*** Opening The records ***

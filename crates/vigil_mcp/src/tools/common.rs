//! Shared helpers for the tool handlers in this module: a small filter
//! struct every event-touching tool accepts, the index-pattern-discovery
//! "diagnostic instead of empty results" pattern (spec.md §4.7), and
//! field-projection/page-meta rendering shared by `query_events` and the
//! streaming tools.

use chrono::{DateTime, Duration as ChronoDuration, Utc};
use serde::Deserialize;
use serde_json::{json, Value};

use vigil_domain::Event;
use vigil_protocol::error::VigilError;
use vigil_resilience::CircuitBreaker;
use vigil_siem::{IndexPatternRegistry, IndexPatternSpec, Page, SiemError};

#[derive(Debug, Default, Deserialize)]
pub struct EventFilter {
    #[serde(default)]
    pub source_ip: Option<String>,
    #[serde(default)]
    pub destination_ip: Option<String>,
    #[serde(default)]
    pub category: Option<String>,
    #[serde(default)]
    pub technique: Option<String>,
    #[serde(default)]
    pub since: Option<DateTime<Utc>>,
    #[serde(default)]
    pub until: Option<DateTime<Utc>>,
}

/// Defaults an absent window to the 24 hours ending now.
pub fn resolve_window(since: Option<DateTime<Utc>>, until: Option<DateTime<Utc>>) -> (DateTime<Utc>, DateTime<Utc>) {
    let until = until.unwrap_or_else(Utc::now);
    let since = since.unwrap_or(until - ChronoDuration::hours(24));
    (since, until)
}

pub fn build_query(filter: &EventFilter, since: DateTime<Utc>, until: DateTime<Utc>) -> vigil_siem::Query {
    use vigil_siem::Query;

    let mut builder = Query::bool_query().filter(Query::range(
        "@timestamp",
        Some(json!(since.to_rfc3339())),
        Some(json!(until.to_rfc3339())),
    ));
    if let Some(ip) = &filter.source_ip {
        builder = builder.filter(Query::term("source_ip", json!(ip)));
    }
    if let Some(ip) = &filter.destination_ip {
        builder = builder.filter(Query::term("destination_ip", json!(ip)));
    }
    if let Some(category) = &filter.category {
        builder = builder.filter(Query::term("category", json!(category)));
    }
    if let Some(technique) = &filter.technique {
        builder = builder.filter(Query::term("technique", json!(technique)));
    }
    builder.build()
}

/// Renders an `Event` restricted to `fields`, falling back to the event's
/// `fields` map for anything not among the well-known columns.
pub fn project_event(event: Event, fields: &[String]) -> Value {
    let mut out = serde_json::Map::new();
    for field in fields {
        let value = match field.as_str() {
            "@timestamp" | "timestamp" => json!(event.timestamp.to_rfc3339()),
            "source_ip" => json!(event.source_ip.map(|ip| ip.to_string())),
            "destination_ip" => json!(event.destination_ip.map(|ip| ip.to_string())),
            "destination_port" => json!(event.destination_port),
            "category" => json!(event.category),
            "technique" => json!(event.technique),
            "tactic" => json!(event.tactic),
            other => event.get_field(other).cloned().unwrap_or(Value::Null),
        };
        out.insert(field.clone(), value);
    }
    out.insert("_id".to_string(), json!(event.id.document_id));
    out.insert("_index".to_string(), json!(event.id.index));
    Value::Object(out)
}

pub fn full_event(event: Event) -> Value {
    serde_json::to_value(event).unwrap_or(Value::Null)
}

pub fn page_meta(page: &Page) -> Value {
    match page {
        Page::Offset(meta) => json!({ "total": meta.total, "returned": meta.returned }),
        Page::Cursor { next_cursor } => json!({ "next_cursor": next_cursor.as_ref().map(|c| c.encode()) }),
    }
}

pub enum IndexResolution {
    Resolved(Vec<String>),
    /// The "diagnostic payload enumerating the patterns tried" spec.md §4.7
    /// calls for when no concrete index matches — returned as a successful
    /// tool result, not an error, since an empty data set is not a failure.
    Diagnostic(Value),
}

pub async fn resolve_indices(
    registry: &IndexPatternRegistry,
    breaker: &CircuitBreaker,
    tool: &'static str,
    spec: &IndexPatternSpec,
) -> Result<IndexResolution, VigilError> {
    let guard = breaker
        .try_acquire()
        .map_err(|_| VigilError::CircuitOpen { dependency: breaker.dependency().to_string() })?;
    match registry.resolve(tool, spec).await {
        Ok(indices) => {
            guard.success();
            Ok(IndexResolution::Resolved(indices))
        }
        // A tool's patterns not matching any live index is the store answering
        // correctly, not a dependency failure: counts as a success for the breaker.
        Err(SiemError::NoMatchingIndex { patterns, tool }) => {
            guard.success();
            Ok(IndexResolution::Diagnostic(json!({
                "status": "no_matching_indices",
                "patterns_tried": patterns,
                "tool": tool,
                "message": format!("no index matched any configured pattern for tool '{tool}'; try `get_data_dictionary`"),
            })))
        }
        Err(other) => {
            guard.failure();
            Err(VigilError::internal(other))
        }
    }
}

/// Runs one outbound call against a dependency guarded by `breaker`: fails
/// fast with `VigilError::CircuitOpen` while the breaker is open (testable
/// property 5, spec.md §4.4), otherwise records the call's outcome on the
/// breaker before propagating the result.
pub async fn with_breaker<T, E, F>(breaker: &CircuitBreaker, fut: F) -> Result<T, VigilError>
where
    F: std::future::Future<Output = Result<T, E>>,
    E: std::error::Error + Send + Sync + 'static,
{
    let guard = breaker
        .try_acquire()
        .map_err(|_| VigilError::CircuitOpen { dependency: breaker.dependency().to_string() })?;
    match fut.await {
        Ok(value) => {
            guard.success();
            Ok(value)
        }
        Err(e) => {
            guard.failure();
            Err(VigilError::internal(e))
        }
    }
}
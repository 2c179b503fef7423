//! SIEM store client (spec.md §4.7): typed query DSL, offset/cursor
//! pagination, aggregations, and index-pattern discovery, built on the
//! `elasticsearch` crate.

pub mod client;
pub mod error;
pub mod index_discovery;
pub mod pagination;
pub mod query;

pub use client::SiemClient;
pub use error::SiemError;
pub use index_discovery::{IndexPatternRegistry, IndexPatternSpec};
pub use pagination::{OffsetPage, Page, PageMeta, DEEP_PAGINATION_LIMIT, DEFAULT_PAGE_SIZE, MAX_PAGE_SIZE};
pub use query::{AggSpec, Query};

*** Closing The records ***

### About this exercise
Could you copy exactly the lines from the first line of the records above through the line containing "use vigil_resilience::CircuitBreaker;", both included, and nothing else?

### Answer space
filename crates/vigil_mcp/src/tools/common.rs
//! Shared helpers for the tool handlers in this module: a small filter
//! struct every event-touching tool accepts, the index-pattern-discovery
//! "diagnostic instead of empty results" pattern (spec.md §4.7), and
//! field-projection/page-meta rendering shared by `query_events` and the
//! streaming tools.

use chrono::{DateTime, Duration as ChronoDuration, Utc};
use serde::Deserialize;
use serde_json::{json, Value};

use vigil_domain::Event;
use vigil_protocol::error::VigilError;
use vigil_resilience::CircuitBreaker;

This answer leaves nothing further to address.